On top of that, this style is always putting our five senses working in overdrive. Want to know what the barn looks like? We've got descriptions of the stalls, the pens, the stacks of hay, not to mention "ladders, grindstones, pitch forks, monkey wrenches, scythes, lawn mowers, snow shovels, ax handles, milk pails, water buckets, empty grain sacs, and rusty rat traps" (3.2). That's a lot of stuff to visualize.
Or maybe you're in the mood to know what the barn feels like. Well then here you go: "The barn was pleasantly warm in winter when the animals spent most of their time indoors, and it was pleasantly cool in the summer when the big doors stood wide open to the breeze" (3.2). Sounds pretty great to us.
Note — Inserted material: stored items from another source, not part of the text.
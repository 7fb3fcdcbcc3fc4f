use std::sync::Arc;

use winit::window::Window;

use crate::error::NanoError;
use crate::error::NanoResult;

/// The swapchain surface plus the multisampled color target drawn into when
/// MSAA is enabled.
#[derive(Debug)]
pub struct SurfaceManager
{
        pub surface: wgpu::Surface<'static>,
        pub configuration: wgpu::SurfaceConfiguration,
        pub capabilities: wgpu::SurfaceCapabilities,
        /// `None` when `sample_count` is 1.
        pub msaa: Option<wgpu::TextureView>,
        pub sample_count: u32,
        pub is_surface_configured: bool,
}

impl SurfaceManager
{
        pub fn new(
                surface: wgpu::Surface<'static>,
                window: &Arc<Window>,
                adapter: &wgpu::Adapter,
                device: &wgpu::Device,
                vsync: bool,
                sample_count: u32,
        ) -> NanoResult<Self>
        {
                let size = window.inner_size();

                let capabilities = surface.get_capabilities(adapter);

                let format = Self::texture_format(&capabilities)?;

                let configuration = wgpu::SurfaceConfiguration {
                        usage: wgpu::TextureUsages::RENDER_ATTACHMENT,
                        format,
                        width: size.width.max(1),
                        height: size.height.max(1),
                        present_mode: Self::present_mode(&capabilities, vsync),
                        desired_maximum_frame_latency: 2,
                        alpha_mode: capabilities
                                .alpha_modes
                                .first()
                                .copied()
                                .unwrap_or(wgpu::CompositeAlphaMode::Auto),
                        view_formats: vec![],
                };

                surface.configure(device, &configuration);

                let mut manager = Self {
                        surface,
                        configuration,
                        capabilities,
                        msaa: None,
                        sample_count: 1,
                        is_surface_configured: true,
                };

                manager.set_sample_count(adapter, device, sample_count)?;

                Ok(manager)
        }

        fn texture_format(capabilities: &wgpu::SurfaceCapabilities) -> NanoResult<wgpu::TextureFormat>
        {
                capabilities
                        .formats
                        .iter()
                        .find(|f| f.is_srgb())
                        .or_else(|| capabilities.formats.first())
                        .copied()
                        .ok_or_else(|| NanoError::Surface("surface reports no formats".to_owned()))
        }

        fn present_mode(
                capabilities: &wgpu::SurfaceCapabilities,
                vsync: bool,
        ) -> wgpu::PresentMode
        {
                if vsync
                {
                        return wgpu::PresentMode::Fifo;
                }

                [wgpu::PresentMode::Immediate, wgpu::PresentMode::Mailbox]
                        .into_iter()
                        .find(|m| capabilities.present_modes.contains(m))
                        .unwrap_or(wgpu::PresentMode::Fifo)
        }

        pub fn format(&self) -> wgpu::TextureFormat
        {
                self.configuration.format
        }

        pub fn size(&self) -> (u32, u32)
        {
                (self.configuration.width, self.configuration.height)
        }

        /// Switches MSAA on or off. Pipelines created before the change no
        /// longer match the color target and must be rebuilt.
        pub fn set_sample_count(
                &mut self,
                adapter: &wgpu::Adapter,
                device: &wgpu::Device,
                sample_count: u32,
        ) -> NanoResult<()>
        {
                let supported = adapter
                        .get_texture_format_features(self.format())
                        .flags
                        .sample_count_supported(sample_count);

                if !supported
                {
                        return Err(NanoError::UnsupportedSampleCount(sample_count));
                }

                self.sample_count = sample_count;

                self.msaa = Self::create_msaa_view(device, &self.configuration, sample_count);

                log::info!("Surface sample count set to {sample_count}");

                Ok(())
        }

        pub fn resize(
                &mut self,
                device: &wgpu::Device,
                width: u32,
                height: u32,
        )
        {
                if width == 0 || height == 0
                {
                        return;
                }

                let max_dim = device.limits().max_texture_dimension_2d;

                self.configuration.width = width.min(max_dim);
                self.configuration.height = height.min(max_dim);

                self.surface.configure(device, &self.configuration);

                self.msaa = Self::create_msaa_view(device, &self.configuration, self.sample_count);

                self.is_surface_configured = true;
        }

        /// Reconfigures with the current settings, after the surface was lost.
        pub fn reconfigure(
                &mut self,
                device: &wgpu::Device,
        )
        {
                self.surface.configure(device, &self.configuration);
        }

        pub fn acquire(&self) -> NanoResult<(wgpu::SurfaceTexture, wgpu::TextureView)>
        {
                let output = self
                        .surface
                        .get_current_texture()
                        .map_err(|e| NanoError::Surface(e.to_string()))?;

                let view = output
                        .texture
                        .create_view(&wgpu::TextureViewDescriptor::default());

                Ok((output, view))
        }

        /// `(render target, resolve target)` for a frame drawn into `frame`.
        pub fn targets<'a>(
                &'a self,
                frame: &'a wgpu::TextureView,
        ) -> (&'a wgpu::TextureView, Option<&'a wgpu::TextureView>)
        {
                match &self.msaa
                {
                        Some(msaa) => (msaa, Some(frame)),
                        None => (frame, None),
                }
        }

        fn create_msaa_view(
                device: &wgpu::Device,
                config: &wgpu::SurfaceConfiguration,
                sample_count: u32,
        ) -> Option<wgpu::TextureView>
        {
                if sample_count <= 1
                {
                        return None;
                }

                let texture = device.create_texture(&wgpu::TextureDescriptor {
                        label: Some("MSAA Color Texture"),
                        size: wgpu::Extent3d {
                                width: config.width,
                                height: config.height,
                                depth_or_array_layers: 1,
                        },
                        mip_level_count: 1,
                        sample_count,
                        dimension: wgpu::TextureDimension::D2,
                        format: config.format,
                        usage: wgpu::TextureUsages::RENDER_ATTACHMENT,
                        view_formats: &[],
                });

                Some(texture.create_view(&wgpu::TextureViewDescriptor::default()))
        }
}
But then again, perhaps smells are what you're really after. A barn has to have tons of smells, and it sure does:
"It smelled of hay and it smelled of manure. It smelled of the perspiration of tired horses and the wonderful sweet breath of patient cows. It often had a sort of peaceful smell—as though nothing bad could happen ever again in the world. It smelled of grain and harness dressing and of axle grease and of rubber boots and of new rope. And whenever the cat was given a fish-head to eat, the barn would smell of fish." (3.1)
By golly that's a lot of smells. Check out how this sensory style uses lots of lists to give us all the details. This means we get some repetition too. Put it all together, and you have a pretty realistic picture of life on the farm.
Well, except for the talking animals of course.